I'd really not recommend trying to say what you thing your therapist wants to hear. You don't have to pretend you know the things you experience aren't real if you don't. It's their job to take you from being 100% convinced by the things you experience, to having a bit of doubt and the ability to questions things, but they can't do that if you're not honest with them. Therapy is definitely worth a try, even though now it feels like it would be pointless and frustrating. For now you have to just have faith that there might be a different truth to the one you see now. Faith is taking the first step even when you can't see the whole staircase. And you can always take a few steps and then decide this staircase isn't for you and run back down, but you won't know until you try. |
Thanks, I figured it'd be something like that but I wanted to make sure.

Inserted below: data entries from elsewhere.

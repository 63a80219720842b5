//! # TitleBar Component
//!
//! Top status line: screen title, the welcome line for the signed-in user,
//! and the newest toast.
//!
//! Stateless: everything arrives as props, so the same struct renders
//! on every screen.
//!
//! ```text
//! Copilot Chat · Chat | Welcome, Ann! | ✓ Message sent
//! ```

use ratatui::Frame;
use ratatui::layout::Rect;
use ratatui::style::{Color, Modifier, Style};
use ratatui::text::{Line, Span};

use crate::core::toast::{Notice, ToastLevel};
use crate::tui::component::Component;

pub struct TitleBar {
    pub screen: String,
    /// "Welcome, <name>!" once the profile is loaded
    pub welcome: Option<String>,
    /// Newest live toast, if any
    pub toast: Option<Notice>,
}

impl TitleBar {
    pub fn new(screen: impl Into<String>, welcome: Option<String>, toast: Option<Notice>) -> Self {
        Self {
            screen: screen.into(),
            welcome,
            toast,
        }
    }
}

fn toast_span(notice: &Notice) -> Span<'static> {
    let (marker, color) = match notice.level {
        ToastLevel::Info => ("•", Color::Cyan),
        ToastLevel::Success => ("✓", Color::Green),
        ToastLevel::Error => ("✗", Color::Red),
    };
    let text = match &notice.description {
        Some(description) => format!("{marker} {}: {description}", notice.title),
        None => format!("{marker} {}", notice.title),
    };
    Span::styled(text, Style::default().fg(color).add_modifier(Modifier::BOLD))
}

impl Component for TitleBar {
    fn render(&mut self, frame: &mut Frame, area: Rect) {
        let separator = Span::styled(" | ", Style::default().fg(Color::DarkGray));
        let mut spans = vec![Span::styled(
            format!("Copilot Chat · {}", self.screen),
            Style::default().add_modifier(Modifier::BOLD),
        )];
        if let Some(welcome) = &self.welcome {
            spans.push(separator.clone());
            spans.push(Span::raw(welcome.clone()));
        }
        if let Some(notice) = &self.toast {
            spans.push(separator);
            spans.push(toast_span(notice));
        }
        frame.render_widget(Line::from(spans), area);
    }
}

I'm on Abilify/Aripiprazole.
I just feel like they won't get it, and even if I talk about it truly they still won't believe. It feels like just the fact that I bring it up discredits my reality. I'm having trouble swallowing the "you can't trust your reality" thing that everyone keeps presenting me with. I'm trying to have faith that it will help but I feel like there is nothing that can be done. Does anyone have any examples of how it's helped them with similar situations? Only if you feel like sharing, and you can pm me if you don't want to type it on the thread. |
Hey. I don't have much advice, but I just wanted to wish you luck and say, honesty really is the best policy here. They can only work with what you tell them, so you do need to tell them. They'll have heard it all before, they will 'get it', they will understand.